PROBLEM DETAILS:
Starting with the line that contains "the first contiguous" and stopping after the line that contains "(0..=pool.len() - size)", copy the entries below exactly. Include nothing else.

[[ INPUT DATA open ]]

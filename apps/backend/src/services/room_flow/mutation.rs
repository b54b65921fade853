use serde::Serialize;

use super::timers::TimerCommand;
use crate::domain::{RoundScores, SessionId};

/// Payload of the `result` broadcast.
#[derive(Debug, Clone, PartialEq, Eq, Serialize)]
#[serde(rename_all = "camelCase")]
pub struct RoundResult {
    /// Declaring player; `None` for a round that ended without a result.
    pub winner: Option<SessionId>,
    pub valid: bool,
    #[serde(skip_serializing_if = "Option::is_none")]
    pub reason: Option<String>,
    #[serde(skip_serializing_if = "Option::is_none")]
    pub round_scores: Option<RoundScores>,
    #[serde(skip_serializing_if = "Option::is_none")]
    pub is_match_over: Option<bool>,
    #[serde(skip_serializing_if = "Option::is_none")]
    pub grand_winner: Option<SessionId>,
}

impl RoundResult {
    pub fn rejected(declarer: SessionId, reason: &str) -> Self {
        Self {
            winner: Some(declarer),
            valid: false,
            reason: Some(reason.to_string()),
            round_scores: None,
            is_match_over: None,
            grand_winner: None,
        }
    }
}

/// Something every participant must be told about.
#[derive(Debug, Clone, PartialEq, Eq)]
pub enum RoomEvent {
    Result(RoundResult),
    /// A win was declared and the loser-declare window is open.
    WinnerDeclared { winner: SessionId, message: String },
    /// The room has finished its life and should be dropped.
    Closed,
}

/// Outcome of one room mutation: broadcasts plus timer commands, in order.
#[derive(Debug, Clone, Default, PartialEq, Eq)]
pub struct RoomEffects {
    pub events: Vec<RoomEvent>,
    pub timers: Vec<TimerCommand>,
}

impl RoomEffects {
    pub fn none() -> Self {
        Self::default()
    }

    pub fn push_event(&mut self, event: RoomEvent) {
        self.events.push(event);
    }

    pub fn push_timer(&mut self, command: TimerCommand) {
        self.timers.push(command);
    }

    pub fn extend(&mut self, other: RoomEffects) {
        self.events.extend(other.events);
        self.timers.extend(other.timers);
    }

    pub fn is_empty(&self) -> bool {
        self.events.is_empty() && self.timers.is_empty()
    }

    pub fn results(&self) -> impl Iterator<Item = &RoundResult> {
        self.events.iter().filter_map(|event| match event {
            RoomEvent::Result(result) => Some(result),
            _ => None,
        })
    }

    pub fn closes_room(&self) -> bool {
        self.events.contains(&RoomEvent::Closed)
    }
}

impl From<RoomEvent> for RoomEffects {
    fn from(event: RoomEvent) -> Self {
        Self {
            events: vec![event],
            timers: Vec::new(),
        }
    }
}

impl From<TimerCommand> for RoomEffects {
    fn from(command: TimerCommand) -> Self {
        Self {
            events: Vec::new(),
            timers: vec![command],
        }
    }
}
//! Greedy auto-grouping of a hand into melds.
//!
//! Scans the ungrouped cards in their current order for the first contiguous
//! window (smallest size first, leftmost first) that a predicate accepts,
//! pulls it out and rescans. Pure sequences are exhausted first, then
//! sequences, then sets; whatever is left forms one trailing group.
//!
//! The result depends on hand order and is not an optimal partition.

use super::cards_types::Card;
use super::melds::MeldKind;
use super::rules::MIN_MELD_SIZE;

pub fn auto_group(hand: &[Card], wild: Option<&Card>) -> Vec<Vec<Card>> {
    let mut pool = hand.to_vec();
    let mut groups = Vec::new();

    for kind in MeldKind::PRIORITY {
        extract_groups(&mut pool, &mut groups, |window| kind.accepts(window, wild));
    }
    if !pool.is_empty() {
        groups.push(pool);
    }
    groups
}

fn extract_groups<F>(pool: &mut Vec<Card>, groups: &mut Vec<Vec<Card>>, accepts: F)
where
    F: Fn(&[Card]) -> bool,
{
    while let Some((start, size)) = first_window(pool, &accepts) {
        groups.push(pool.drain(start..start + size).collect());
    }
}

fn first_window<F>(pool: &[Card], accepts: &F) -> Option<(usize, usize)>
where
    F: Fn(&[Card]) -> bool,
{
    (MIN_MELD_SIZE..=pool.len()).find_map(|size| {
        (0..=pool.len() - size)
            .find(|&start| accepts(&pool[start..start + size]))
            .map(|start| (start, size))
    })
}
use actix_web::{web, App, HttpServer};
use rummy_backend::middleware::RequestLog;
use rummy_backend::telemetry::{self, LogFormat};
use rummy_backend::{routes, AppState, RoomConfig, ServerConfig};
use tracing::{error, info, warn};

#[actix_web::main]
async fn main() -> std::io::Result<()> {
    let log_format = LogFormat::from_env();
    telemetry::init_tracing(log_format.as_ref().copied().unwrap_or_default());
    if let Err(e) = log_format {
        warn!(error = %e, "falling back to JSON logs");
    }

    let server_config = match ServerConfig::from_env() {
        Ok(config) => config,
        Err(e) => {
            error!(error = %e, "invalid server configuration");
            std::process::exit(1);
        }
    };
    let room_config = match RoomConfig::from_env() {
        Ok(config) => config,
        Err(e) => {
            error!(error = %e, "invalid room configuration");
            std::process::exit(1);
        }
    };

    info!(
        host = %server_config.host,
        port = server_config.port,
        seats = room_config.seats,
        turn_seconds = room_config.turn_seconds,
        show_hands = room_config.show_hands,
        "starting rummy backend"
    );

    let data = web::Data::new(AppState::new(room_config));

    HttpServer::new(move || {
        App::new()
            .wrap(RequestLog)
            .app_data(data.clone())
            .configure(routes::configure)
    })
    .bind((server_config.host.as_str(), server_config.port))?
    .run()
    .await
}
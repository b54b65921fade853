//! One structured log line per HTTP request.
//!
//! Websocket upgrades are logged when the handshake completes; the session's
//! own lifetime is logged by `ws::session`.

use std::future::{ready, Ready};
use std::time::Instant;

use actix_web::dev::{forward_ready, Service, ServiceRequest, ServiceResponse, Transform};
use actix_web::Error as ActixError;
use futures_util::future::LocalBoxFuture;
use tracing::{error, info, warn};

pub struct RequestLog;

impl<S, B> Transform<S, ServiceRequest> for RequestLog
where
    S: Service<ServiceRequest, Response = ServiceResponse<B>, Error = ActixError>,
    S::Future: 'static,
    B: 'static,
{
    type Response = ServiceResponse<B>;
    type Error = ActixError;
    type InitError = ();
    type Transform = RequestLogMiddleware<S>;
    type Future = Ready<Result<Self::Transform, Self::InitError>>;

    fn new_transform(&self, service: S) -> Self::Future {
        ready(Ok(RequestLogMiddleware { service }))
    }
}

pub struct RequestLogMiddleware<S> {
    service: S,
}

impl<S, B> Service<ServiceRequest> for RequestLogMiddleware<S>
where
    S: Service<ServiceRequest, Response = ServiceResponse<B>, Error = ActixError>,
    S::Future: 'static,
    B: 'static,
{
    type Response = ServiceResponse<B>;
    type Error = ActixError;
    type Future = LocalBoxFuture<'static, Result<Self::Response, Self::Error>>;

    forward_ready!(service);

    fn call(&self, req: ServiceRequest) -> Self::Future {
        let started = Instant::now();
        let method = req.method().to_string();
        let path = req.path().to_string();
        let peer = req
            .connection_info()
            .realip_remote_addr()
            .unwrap_or("unknown")
            .to_string();

        let fut = self.service.call(req);

        Box::pin(async move {
            let result = fut.await;
            let status = match &result {
                Ok(res) => res.status(),
                Err(err) => err.as_response_error().status_code(),
            };
            let elapsed_us = started.elapsed().as_micros() as u64;
            let status_code = status.as_u16();

            if status.is_server_error() {
                error!(http.method = %method, url.path = %path, http.status_code = status_code, elapsed_us, %peer, "request completed");
            } else if status.is_client_error() {
                warn!(http.method = %method, url.path = %path, http.status_code = status_code, elapsed_us, %peer, "request completed");
            } else {
                info!(http.method = %method, url.path = %path, http.status_code = status_code, elapsed_us, %peer, "request completed");
            }
            result
        })
    }
}
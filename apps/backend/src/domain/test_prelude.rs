// Shared proptest configuration for domain unit tests.
//
// PROPTEST_CASES overrides the case count (default 64 here: the rules are cheap).

use proptest::prelude::ProptestConfig;

pub fn proptest_config() -> ProptestConfig {
    let base = ProptestConfig::default();
    let cases = std::env::var("PROPTEST_CASES")
        .ok()
        .and_then(|s| s.parse::<u32>().ok())
        .unwrap_or(64)
        .max(1);
    ProptestConfig {
        failure_persistence: None,
        cases,
        ..base
    }
}
pub mod request_log;

pub use request_log::RequestLog;
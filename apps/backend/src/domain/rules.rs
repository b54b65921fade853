//! Fixed game constants and small rule helpers.

pub const DECKS: usize = 2;
pub const PRINTED_JOKERS_PER_DECK: usize = 2;
/// 2 × 52 standard cards + 4 printed jokers.
pub const UNIVERSE_SIZE: usize = DECKS * (52 + PRINTED_JOKERS_PER_DECK);

pub const MIN_PLAYERS: usize = 2;
pub const MAX_PLAYERS: usize = 6;

/// Cards dealt to each seat.
pub const HAND_SIZE: usize = 13;
/// Hand size after drawing, which is what a declare must cover.
pub const DECLARE_SIZE: usize = HAND_SIZE + 1;

pub const MIN_MELD_SIZE: usize = 3;
pub const MAX_SET_SIZE: usize = 4;

/// Cap applied to every penalty computation.
pub const PENALTY_CAP: u32 = 80;
/// Charged to losers who never submit during the loser-declare window.
pub const NON_COOPERATION_PENALTY: u32 = 80;
/// Charged to a player whose reconnection grace expires.
pub const DEPARTURE_PENALTY: u32 = 80;
/// Cumulative score at which a player is out of the match.
pub const ELIMINATION_SCORE: u32 = 101;

pub fn crosses_elimination(score: u32) -> bool {
    score >= ELIMINATION_SCORE
}

/// Turn-order position that opens round `round_no` (1-based).
///
/// Round 1 → position 0, round 2 → position 1, wrapping over the turn order.
pub fn opening_position(round_no: u32, order_len: usize) -> usize {
    debug_assert!(round_no >= 1, "round_no is 1-based and must be >= 1");
    if order_len == 0 {
        return 0;
    }
    (round_no.saturating_sub(1) as usize) % order_len
}
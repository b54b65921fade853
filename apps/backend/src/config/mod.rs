pub mod room;
pub mod server;

pub use room::RoomConfig;
pub use server::ServerConfig;
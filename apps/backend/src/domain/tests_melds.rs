use crate::domain::cards_parsing::{parse_card, try_parse_cards};
use crate::domain::{classify, is_pure_sequence, is_sequence, is_set, Card, CardId, MeldKind};

fn cards(tokens: &[&str]) -> Vec<Card> {
    try_parse_cards(0, tokens.iter().copied()).unwrap()
}

fn wild(token: &str) -> Card {
    parse_card(CardId(500), token).unwrap()
}

#[test]
fn pure_sequence_accepts_plain_runs() {
    assert!(is_pure_sequence(&cards(&["4S", "5S", "6S"]), None));
    assert!(is_pure_sequence(&cards(&["6S", "4S", "5S", "7S"]), None));
    assert!(is_pure_sequence(&cards(&["10H", "JH", "QH", "KH"]), None));
}

#[test]
fn ace_can_be_low_or_high_but_not_wrap() {
    assert!(is_pure_sequence(&cards(&["AH", "2H", "3H"]), None));
    assert!(is_pure_sequence(&cards(&["QH", "KH", "AH"]), None));
    assert!(!is_pure_sequence(&cards(&["KH", "AH", "2H"]), None));
}

#[test]
fn pure_sequence_rejects_short_mixed_or_gapped_groups() {
    assert!(!is_pure_sequence(&cards(&["4S", "5S"]), None));
    assert!(!is_pure_sequence(&cards(&["4S", "5H", "6S"]), None));
    assert!(!is_pure_sequence(&cards(&["4S", "6S", "7S"]), None));
    assert!(!is_pure_sequence(&cards(&["4S", "4S", "5S"]), None));
}

#[test]
fn wild_rank_spoils_a_pure_sequence_but_not_a_sequence() {
    let w = wild("7C");
    let group = cards(&["6S", "7S", "8S"]);
    assert!(is_pure_sequence(&group, None));
    assert!(!is_pure_sequence(&group, Some(&w)));
    assert!(is_sequence(&group, Some(&w)));
}

#[test]
fn printed_joker_never_counts_as_pure() {
    assert!(!is_pure_sequence(&cards(&["9D", "10D", "PJ"]), None));
    assert!(is_sequence(&cards(&["9D", "10D", "PJ"]), None));
}

#[test]
fn sequence_jokers_fill_gaps_up_to_their_count() {
    assert!(is_sequence(&cards(&["4H", "PJ", "6H"]), None));
    assert!(!is_sequence(&cards(&["4H", "PJ", "7H"]), None));
    assert!(is_sequence(&cards(&["4H", "PJ", "PJ", "7H"]), None));
    // Jokers may also sit at the ends of a run.
    assert!(is_sequence(&cards(&["QH", "KH", "PJ"]), None));
}

#[test]
fn sequence_rejects_mixed_suits_and_duplicate_ranks() {
    assert!(!is_sequence(&cards(&["9D", "10H", "PJ"]), None));
    assert!(!is_sequence(&cards(&["5H", "5H", "PJ"]), None));
}

#[test]
fn all_joker_groups_are_never_melds() {
    let group = cards(&["PJ", "PJ", "PJ"]);
    assert!(!is_sequence(&group, None));
    assert!(!is_set(&group, None));
    assert_eq!(classify(&group, None), None);

    let w = wild("3D");
    let wilds = cards(&["3H", "3S", "PJ"]);
    assert!(!is_sequence(&wilds, Some(&w)));
    assert!(!is_set(&wilds, Some(&w)));
}

#[test]
fn set_needs_one_rank_and_distinct_suits() {
    assert!(is_set(&cards(&["KH", "KD", "KC"]), None));
    assert!(is_set(&cards(&["KH", "KD", "KC", "KS"]), None));
    assert!(is_set(&cards(&["KH", "KD", "PJ"]), None));
    assert!(!is_set(&cards(&["KH", "KD", "QC"]), None));
    assert!(!is_set(&cards(&["KH", "KD"]), None));
    assert!(!is_set(&cards(&["KH", "KD", "KC", "KS", "PJ"]), None));
}

#[test]
fn set_rejects_cross_deck_duplicates() {
    assert!(!is_set(&cards(&["KH", "KH", "KD"]), None));
    assert!(!is_set(&cards(&["KH", "KD", "KC", "KH"]), None));
}

#[test]
fn classify_prefers_the_strongest_kind() {
    let w = wild("7C");
    assert_eq!(
        classify(&cards(&["4S", "5S", "6S"]), Some(&w)),
        Some(MeldKind::PureSequence)
    );
    assert_eq!(
        classify(&cards(&["9D", "10D", "7H"]), Some(&w)),
        Some(MeldKind::Sequence)
    );
    assert_eq!(classify(&cards(&["KH", "KD", "KC"]), Some(&w)), Some(MeldKind::Set));
    assert_eq!(classify(&cards(&["2H", "9D", "4C"]), Some(&w)), None);
}
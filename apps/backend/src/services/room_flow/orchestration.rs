use rand::Rng;
use tracing::{debug, info};

use super::{DrawSource, RoomEffects, RoomEvent, RoomFlow, TimerKind};
use crate::domain::declare::{DeclareSubmission, LoserSubmission};
use crate::domain::state::{Phase, Presence, SessionId};
use crate::domain::CardId;
use crate::errors::domain::{DomainError, ValidationKind};

/// Inbound player action, already decoded from the wire.
#[derive(Debug, Clone, PartialEq, Eq)]
pub enum PlayerAction {
    Start,
    Draw(DrawSource),
    Discard(CardId),
    Declare(DeclareSubmission),
    LoserDeclare(LoserSubmission),
    PlayAgain,
}

impl RoomFlow {
    /// Route one player action to its handler.
    pub fn apply(&mut self, session_id: SessionId, action: PlayerAction) -> Result<RoomEffects, DomainError> {
        match action {
            PlayerAction::Start => self.start(session_id),
            PlayerAction::Draw(source) => self.draw(session_id, source),
            PlayerAction::Discard(card_id) => self.discard(session_id, card_id),
            PlayerAction::Declare(submission) => self.declare(session_id, submission),
            PlayerAction::LoserDeclare(submission) => self.loser_declare(session_id, submission),
            PlayerAction::PlayAgain => self.play_again(session_id),
        }
    }

    pub(super) fn require_phase(&self, phase: Phase) -> Result<(), DomainError> {
        if self.state.phase != phase {
            return Err(DomainError::validation(
                ValidationKind::PhaseMismatch,
                format!("expected {:?}, room is {:?}", phase, self.state.phase),
            ));
        }
        Ok(())
    }

    pub(super) fn require_seated(&self, session_id: SessionId) -> Result<(), DomainError> {
        if self.state.player(session_id).is_none() {
            return Err(DomainError::validation(
                ValidationKind::UnknownPlayer,
                format!("session {session_id} is not seated"),
            ));
        }
        Ok(())
    }

    /// Session must be seated and hold the live turn.
    pub(super) fn require_turn(&self, session_id: SessionId) -> Result<(), DomainError> {
        self.require_seated(session_id)?;
        self.require_phase(Phase::Playing)?;
        if self.state.current_turn() != Some(session_id) {
            return Err(DomainError::validation(
                ValidationKind::OutOfTurn,
                format!("session {session_id} acted out of turn"),
            ));
        }
        Ok(())
    }

    /// Explicit start request. Only meaningful once every seat is filled.
    pub fn start(&mut self, session_id: SessionId) -> Result<RoomEffects, DomainError> {
        self.require_seated(session_id)?;
        self.require_phase(Phase::Waiting)?;
        if self.state.players.len() < self.config.seats {
            return Err(DomainError::validation(
                ValidationKind::NotEligible,
                format!(
                    "waiting for players ({}/{})",
                    self.state.players.len(),
                    self.config.seats
                ),
            ));
        }
        info!(room_id = %self.room_id, %session_id, "start requested");
        self.deal_new_round()
    }

    /// Opt into the next round.
    pub fn play_again(&mut self, session_id: SessionId) -> Result<RoomEffects, DomainError> {
        self.require_seated(session_id)?;
        self.require_phase(Phase::Finished)?;
        let player = self
            .state
            .player_mut(session_id)
            .ok_or_else(|| DomainError::invariant("seated player vanished"))?;
        if player.eliminated {
            return Err(DomainError::validation(
                ValidationKind::NotEligible,
                "eliminated players cannot rejoin the match",
            ));
        }
        player.is_ready = true;
        debug!(room_id = %self.room_id, %session_id, "player ready for next round");
        self.try_restart()
    }

    /// Deal again once every remaining player is ready and nobody is mid-reconnect.
    pub(super) fn try_restart(&mut self) -> Result<RoomEffects, DomainError> {
        if self.state.phase != Phase::Finished || self.state.active_count() < 2 {
            return Ok(RoomEffects::none());
        }
        let everyone_ready = self
            .state
            .active_players()
            .all(|p| p.is_ready && p.presence == Presence::Connected);
        if !everyone_ready {
            return Ok(RoomEffects::none());
        }
        info!(room_id = %self.room_id, round_no = self.state.round_no + 1, "all players ready; restarting");
        self.deal_new_round()
    }

    /// A timer the host scheduled has fired.
    pub fn on_timer(&mut self, kind: TimerKind, generation: u64) -> Result<RoomEffects, DomainError> {
        if !self.timers.fire(kind, generation) {
            debug!(room_id = %self.room_id, ?kind, generation, "ignoring stale timer");
            return Ok(RoomEffects::none());
        }
        match kind {
            TimerKind::TurnClock => self.tick_turn_clock(),
            TimerKind::LoserGrace => {
                info!(room_id = %self.room_id, "loser-declare window expired");
                self.finalize_loser_window()
            }
            TimerKind::Reconnect(session_id) => self.expire_departure(session_id),
            TimerKind::Teardown => {
                info!(room_id = %self.room_id, "tearing room down");
                Ok(RoomEvent::Closed.into())
            }
        }
    }

    fn tick_turn_clock(&mut self) -> Result<RoomEffects, DomainError> {
        if self.state.phase != Phase::Playing {
            return Ok(self.timers.cancel(TimerKind::TurnClock).map(Into::into).unwrap_or_default());
        }
        self.state.turn_time_remaining = self.state.turn_time_remaining.saturating_sub(1);
        if self.state.turn_time_remaining > 0 {
            return Ok(RoomEffects::none());
        }
        self.turn_timeout()
    }

    /// Play the current turn automatically: draw if needed, throw a random card.
    fn turn_timeout(&mut self) -> Result<RoomEffects, DomainError> {
        let session_id = self
            .state
            .current_turn()
            .ok_or_else(|| DomainError::invariant("turn clock running without a turn"))?;
        info!(room_id = %self.room_id, %session_id, "turn timed out");

        let has_drawn = self
            .state
            .player(session_id)
            .map(|p| p.has_drawn)
            .unwrap_or(false);
        if !has_drawn {
            let Some(card) = self.take_from_deck() else {
                return Ok(self.end_round_without_result());
            };
            let player = self
                .state
                .player_mut(session_id)
                .ok_or_else(|| DomainError::invariant("turn owner not seated"))?;
            player.hand.push(card);
            player.has_drawn = true;
        }

        let player = self
            .state
            .player_mut(session_id)
            .ok_or_else(|| DomainError::invariant("turn owner not seated"))?;
        if player.hand.is_empty() {
            return Err(DomainError::invariant("turn owner holds no cards"));
        }
        let idx = self.rng.random_range(0..player.hand.len());
        let card = player.hand.remove(idx);
        player.has_drawn = false;
        debug!(room_id = %self.room_id, %session_id, card = %card, "auto-discarded");
        self.state.discard_pile.push(card);

        self.state.advance_turn();
        Ok(self.begin_turn())
    }
}
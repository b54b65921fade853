use std::sync::Arc;

use actix::prelude::*;
use dashmap::DashMap;
use tracing::info;

use crate::config::RoomConfig;
use crate::services::room_flow::RoomFlow;
use crate::ws::room_actor::RoomActor;

/// Live rooms by id. A room is created by its first connection and drops
/// itself from here when it tears down.
pub struct RoomRegistry {
    rooms: DashMap<String, Addr<RoomActor>>,
    config: RoomConfig,
}

impl RoomRegistry {
    pub fn new(config: RoomConfig) -> Arc<Self> {
        Arc::new(Self {
            rooms: DashMap::new(),
            config,
        })
    }

    pub fn config(&self) -> &RoomConfig {
        &self.config
    }

    /// Address of the room, starting it if it does not exist or has stopped.
    ///
    /// Must be called from inside a running actix system.
    pub fn get_or_create(self: &Arc<Self>, room_id: &str) -> Addr<RoomActor> {
        let mut entry = self
            .rooms
            .entry(room_id.to_string())
            .or_insert_with(|| self.start_room(room_id));
        if !entry.connected() {
            *entry = self.start_room(room_id);
        }
        entry.clone()
    }

    fn start_room(self: &Arc<Self>, room_id: &str) -> Addr<RoomActor> {
        info!(room_id, "[ROOM REGISTRY] creating room");
        let flow = RoomFlow::new(room_id, self.config.clone());
        RoomActor::new(flow)
            .with_registry(Arc::downgrade(self))
            .start()
    }

    pub fn get(&self, room_id: &str) -> Option<Addr<RoomActor>> {
        self.rooms
            .get(room_id)
            .map(|entry| entry.value().clone())
            .filter(Addr::connected)
    }

    pub fn remove(&self, room_id: &str) {
        if self.rooms.remove(room_id).is_some() {
            info!(room_id, "[ROOM REGISTRY] room removed");
        }
    }

    pub fn room_count(&self) -> usize {
        self.rooms.len()
    }
}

[[ INPUT DATA closed ]]

WRITTEN ANSWER:
//! Scans the ungrouped cards in their current order for the first contiguous
//! window (smallest size first, leftmost first) that a predicate accepts,
//! pulls it out and rescans. Pure sequences are exhausted first, then
//! sequences, then sets; whatever is left forms one trailing group.
//!
//! The result depends on hand order and is not an optimal partition.

use super::cards_types::Card;
use super::melds::MeldKind;
use super::rules::MIN_MELD_SIZE;

pub fn auto_group(hand: &[Card], wild: Option<&Card>) -> Vec<Vec<Card>> {
    let mut pool = hand.to_vec();
    let mut groups = Vec::new();

    for kind in MeldKind::PRIORITY {
        extract_groups(&mut pool, &mut groups, |window| kind.accepts(window, wild));
    }
    if !pool.is_empty() {
        groups.push(pool);
    }
    groups
}

fn extract_groups<F>(pool: &mut Vec<Card>, groups: &mut Vec<Vec<Card>>, accepts: F)
where
    F: Fn(&[Card]) -> bool,
{
    while let Some((start, size)) = first_window(pool, &accepts) {
        groups.push(pool.drain(start..start + size).collect());
    }
}

fn first_window<F>(pool: &[Card], accepts: &F) -> Option<(usize, usize)>
where
    F: Fn(&[Card]) -> bool,
{
    (MIN_MELD_SIZE..=pool.len()).find_map(|size| {
        (0..=pool.len() - size)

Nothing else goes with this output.